I want to share the essence of today’s words from Mark Nepo.

He teaches us,

Falling down and getting back up has a rhythm. There is an art to falling. We have to learn to to keep getting back up.

Our daily, weekly and yearly rhythms of emotional, physical, mental and spiritual selves have a rhythm as well. Repeatedly, we fall, not fail, but more of a letting go – a shedding – an acceptance that something no longer serves us.

This can completely undo us.

And, we need practices for getting back up.
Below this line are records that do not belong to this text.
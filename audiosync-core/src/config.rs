//! Layered, validated configuration.
//!
//! Every string-switch option from the canonical configuration keys is an
//! explicit enum: unknown values fail `serde` deserialization rather than
//! silently falling back to a default, per the spec's own design note.

use serde::{Deserialize, Serialize};

#[derive(Debug, Clone, Copy, PartialEq, Eq, Serialize, Deserialize)]
#[serde(rename_all = "snake_case")]
pub enum CorrelationMethod {
    GccPhat,
    Scc,
    Scot,
    Whitened,
}

#[derive(Debug, Clone, Copy, PartialEq, Eq, Serialize, Deserialize)]
#[serde(rename_all = "snake_case")]
pub enum DelaySelectionMode {
    MostCommon,
    Clustered,
    Average,
    FirstStable,
}

#[derive(Debug, Clone, Copy, PartialEq, Eq, Serialize, Deserialize)]
#[serde(rename_all = "snake_case")]
pub enum SnapMode {
    Off,
    Previous,
    Nearest,
}

#[derive(Debug, Clone, Copy, PartialEq, Eq, Serialize, Deserialize)]
#[serde(rename_all = "snake_case")]
pub enum CorrectionEngine {
    Rubberband,
    Aresample,
    Atempo,
}

#[derive(Debug, Clone, Copy, PartialEq, Eq, Serialize, Deserialize)]
#[serde(rename_all = "snake_case")]
pub enum SteppingFillPolicy {
    Silence,
    Content,
}

#[derive(Debug, Clone, Copy, PartialEq, Eq, Serialize, Deserialize)]
#[serde(rename_all = "snake_case")]
pub enum BoundaryMode {
    Start,
    Majority,
    Midpoint,
}

#[derive(Debug, Clone, Copy, PartialEq, Eq, Serialize, Deserialize)]
#[serde(rename_all = "snake_case")]
pub enum SubtitleAdjustMode {
    TimeShift,
    FrameFloor,
    FrameMiddle,
}

#[derive(Debug, Clone, Serialize, Deserialize)]
#[serde(default)]
pub struct AnalysisSettings {
    pub chunk_count: usize,
    pub chunk_duration_s: f64,
    pub scan_start_pct: f64,
    pub scan_end_pct: f64,
    pub stepping_scan_end_pct: f64,
    pub min_match_pct: f64,
    pub min_accepted_chunks: usize,
    pub correlation_method: CorrelationMethod,
    pub delay_selection_mode: DelaySelectionMode,
    pub first_stable_min_chunks: usize,
    pub first_stable_skip_unstable: bool,
}

impl Default for AnalysisSettings {
    fn default() -> Self {
        Self {
            chunk_count: 10,
            chunk_duration_s: 15.0,
            scan_start_pct: 5.0,
            scan_end_pct: 95.0,
            stepping_scan_end_pct: 99.0,
            min_match_pct: 5.0,
            min_accepted_chunks: 3,
            correlation_method: CorrelationMethod::GccPhat,
            delay_selection_mode: DelaySelectionMode::MostCommon,
            first_stable_min_chunks: 3,
            first_stable_skip_unstable: false,
        }
    }
}

#[derive(Debug, Clone, Serialize, Deserialize)]
#[serde(default)]
pub struct DriftSettings {
    pub cluster_epsilon_ms: f64,
    pub drift_r2_threshold: f64,
    pub slope_threshold_ms_per_s: f64,
}

impl Default for DriftSettings {
    fn default() -> Self {
        Self {
            cluster_epsilon_ms: 20.0,
            drift_r2_threshold: 0.9,
            slope_threshold_ms_per_s: 0.5,
        }
    }
}

#[derive(Debug, Clone, Serialize, Deserialize)]
#[serde(default)]
pub struct CorrectionSettings {
    pub correction_enabled: bool,
    pub correction_engine: CorrectionEngine,
    pub silence_std_threshold: f64,
    pub silence_search_window_ms: f64,
    pub stepping_fill_policy: SteppingFillPolicy,
    pub boundary_mode: BoundaryMode,
}

impl Default for CorrectionSettings {
    fn default() -> Self {
        Self {
            correction_enabled: true,
            correction_engine: CorrectionEngine::Rubberband,
            silence_std_threshold: 100.0,
            silence_search_window_ms: 50.0,
            stepping_fill_policy: SteppingFillPolicy::Silence,
            boundary_mode: BoundaryMode::Majority,
        }
    }
}

#[derive(Debug, Clone, Serialize, Deserialize)]
#[serde(default)]
pub struct ChaptersSettings {
    pub rename_sequential: bool,
    pub snap_mode: SnapMode,
    pub snap_threshold_ms: f64,
}

impl Default for ChaptersSettings {
    fn default() -> Self {
        Self {
            rename_sequential: false,
            snap_mode: SnapMode::Off,
            snap_threshold_ms: 250.0,
        }
    }
}

#[derive(Debug, Clone, Serialize, Deserialize)]
#[serde(default)]
pub struct SubtitleSettings {
    pub adjust_mode: SubtitleAdjustMode,
}

impl Default for SubtitleSettings {
    fn default() -> Self {
        Self { adjust_mode: SubtitleAdjustMode::TimeShift }
    }
}

#[derive(Debug, Clone, Serialize, Deserialize)]
#[serde(default)]
pub struct MuxSettings {
    pub remove_dialog_norm_gain: bool,
    pub disable_track_statistics: bool,
    pub first_sub_default: bool,
    pub prefer_english_audio_first: bool,
}

impl Default for MuxSettings {
    fn default() -> Self {
        Self {
            remove_dialog_norm_gain: false,
            disable_track_statistics: false,
            first_sub_default: false,
            prefer_english_audio_first: true,
        }
    }
}

/// External tool binary names. Not part of the spec's canonical configuration
/// keys (those govern pipeline behavior, not host binary locations), but
/// every component that shells out (C1's callers) needs a name to invoke —
/// grounded on the teacher's own hardcoded `"ffmpeg"`, generalized into an
/// overridable settings block the way wingedonezero externalizes its tool
/// paths.
#[derive(Debug, Clone, Serialize, Deserialize)]
#[serde(default)]
pub struct ToolSettings {
    pub mux_tool: String,
    pub extract_tool: String,
    pub probe_tool: String,
    pub correction_engine_tool: String,
    pub keyframe_probe_tool: String,
}

impl Default for ToolSettings {
    fn default() -> Self {
        Self {
            mux_tool: "mkvmerge".to_string(),
            extract_tool: "mkvextract".to_string(),
            probe_tool: "mkvmerge".to_string(),
            correction_engine_tool: "ffmpeg".to_string(),
            keyframe_probe_tool: "ffprobe".to_string(),
        }
    }
}

#[derive(Debug, Clone, Default, Serialize, Deserialize)]
#[serde(default)]
pub struct Settings {
    pub analysis: AnalysisSettings,
    pub drift: DriftSettings,
    pub correction: CorrectionSettings,
    pub chapters: ChaptersSettings,
    pub subtitle: SubtitleSettings,
    pub mux: MuxSettings,
    pub tools: ToolSettings,
}

#[cfg(test)]
mod tests {
    use super::*;

    #[test]
    fn defaults_match_canonical_keys() {
        let s = Settings::default();
        assert_eq!(s.analysis.chunk_count, 10);
        assert_eq!(s.analysis.chunk_duration_s, 15.0);
        assert_eq!(s.analysis.scan_start_pct, 5.0);
        assert_eq!(s.analysis.scan_end_pct, 95.0);
        assert_eq!(s.analysis.stepping_scan_end_pct, 99.0);
        assert_eq!(s.analysis.min_match_pct, 5.0);
        assert_eq!(s.analysis.first_stable_min_chunks, 3);
        assert_eq!(s.drift.cluster_epsilon_ms, 20.0);
        assert_eq!(s.drift.drift_r2_threshold, 0.9);
        assert_eq!(s.correction.silence_std_threshold, 100.0);
        assert_eq!(s.correction.silence_search_window_ms, 50.0);
        assert_eq!(s.chapters.snap_threshold_ms, 250.0);
    }

    #[test]
    fn settings_round_trip_json() {
        let s = Settings::default();
        let json = serde_json::to_string(&s).unwrap();
        let back: Settings = serde_json::from_str(&json).unwrap();
        assert_eq!(back.analysis.chunk_count, s.analysis.chunk_count);
    }

    #[test]
    fn unknown_enum_value_rejected() {
        let json = r#"{"analysis":{"correlation_method":"not_a_method"}}"#;
        let result: Result<Settings, _> = serde_json::from_str(json);
        assert!(result.is_err());
    }

    #[test]
    fn missing_fields_use_defaults() {
        let json = r#"{"analysis":{"chunk_count":20}}"#;
        let s: Settings = serde_json::from_str(json).unwrap();
        assert_eq!(s.analysis.chunk_count, 20);
        assert_eq!(s.analysis.chunk_duration_s, 15.0);
    }
}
For me, in the last few years, poetry has been this practice. The deep study of a poet each month has been a guide with their words through my days. The memorization of one poem, every now and then, gives me an ownership of those lines – an embodiment in which I can call to those lines at a given moment of need. They are waiting, at the ready. Poetry Dives with Kim Rosen have awakened me to the power of reading poetry out loud, with music, as a lubrication for those words to do it’s work.

Poetry has been my way of getting back up. Whether reading, writing and listening to poetry, it’s been my buoy and my anchor.

Today, I share a poem gifted by Mark Nepo, one that has found it’s way to my pages today:

The Rhythm of Each
by Mark Nepo

I think each comfort - each holding
in the night, each opening of a wound,
each closing of a wound, each pulling
of a splinter or razored word, each
fever sponged, each dear thinking given
to someone in greater need - each
passes on the kindness we have known.

For the human sea is made of cares
that mount and merge till the way a
nurse rocks a child is the way that child
all grown rocks the wounded, and how
the wounded, allowed to go on, can
rock strangers free of their pain.

Eventually, the rhythm of kindness
is how we suffer and pray by turns,
and if someone were to watch us
from inside the lake of time, they
wouldn't be able to tell if we are
dying or being born.

From The Way Under the Way.
Sounds True. 2016

If you’d like to create your own poetry retreat, you can listen to a poetry talk by Mark Nepo here or listen to James Crew’s in Poetry Writing as Self Care or maybe you’d also like to listen to Naomi Shihab Nye. I am so grateful that these artists share their work with us.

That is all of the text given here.